**PROBLEM STATEMENT**
Please restate the data word for word, leaving out no line.

**INPUT DATA**
▼

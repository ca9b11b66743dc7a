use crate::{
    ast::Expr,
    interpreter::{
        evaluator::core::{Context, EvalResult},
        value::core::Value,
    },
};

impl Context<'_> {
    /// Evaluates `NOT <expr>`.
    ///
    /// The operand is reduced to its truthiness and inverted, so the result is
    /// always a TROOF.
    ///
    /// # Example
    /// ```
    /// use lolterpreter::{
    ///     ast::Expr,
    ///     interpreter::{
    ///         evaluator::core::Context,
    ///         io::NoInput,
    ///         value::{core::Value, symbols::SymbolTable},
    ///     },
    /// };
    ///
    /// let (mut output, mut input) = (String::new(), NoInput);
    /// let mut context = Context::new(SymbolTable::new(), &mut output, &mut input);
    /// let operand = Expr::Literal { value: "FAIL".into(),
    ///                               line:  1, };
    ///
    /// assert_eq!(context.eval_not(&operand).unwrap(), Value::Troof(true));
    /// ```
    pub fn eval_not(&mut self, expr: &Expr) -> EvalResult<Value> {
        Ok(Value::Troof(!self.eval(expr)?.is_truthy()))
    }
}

▲

**RESULT BELOW**
repository ca9b11b66743dc7a
use crate::{
    ast::Expr,
    interpreter::{
        evaluator::core::{Context, EvalResult},
        value::core::Value,
    },
};

impl Context<'_> {
    /// Evaluates `NOT <expr>`.
    ///
    /// The operand is reduced to its truthiness and inverted, so the result is
    /// always a TROOF.
    ///
    /// # Example
    /// ```
    /// use lolterpreter::{
    ///     ast::Expr,
    ///     interpreter::{
    ///         evaluator::core::Context,
    ///         io::NoInput,
    ///         value::{core::Value, symbols::SymbolTable},
    ///     },
    /// };
    ///
    /// let (mut output, mut input) = (String::new(), NoInput);
    /// let mut context = Context::new(SymbolTable::new(), &mut output, &mut input);
    /// let operand = Expr::Literal { value: "FAIL".into(),
    ///                               line:  1, };
    ///
    /// assert_eq!(context.eval_not(&operand).unwrap(), Value::Troof(true));
    /// ```
    pub fn eval_not(&mut self, expr: &Expr) -> EvalResult<Value> {
        Ok(Value::Troof(!self.eval(expr)?.is_truthy()))
    }
}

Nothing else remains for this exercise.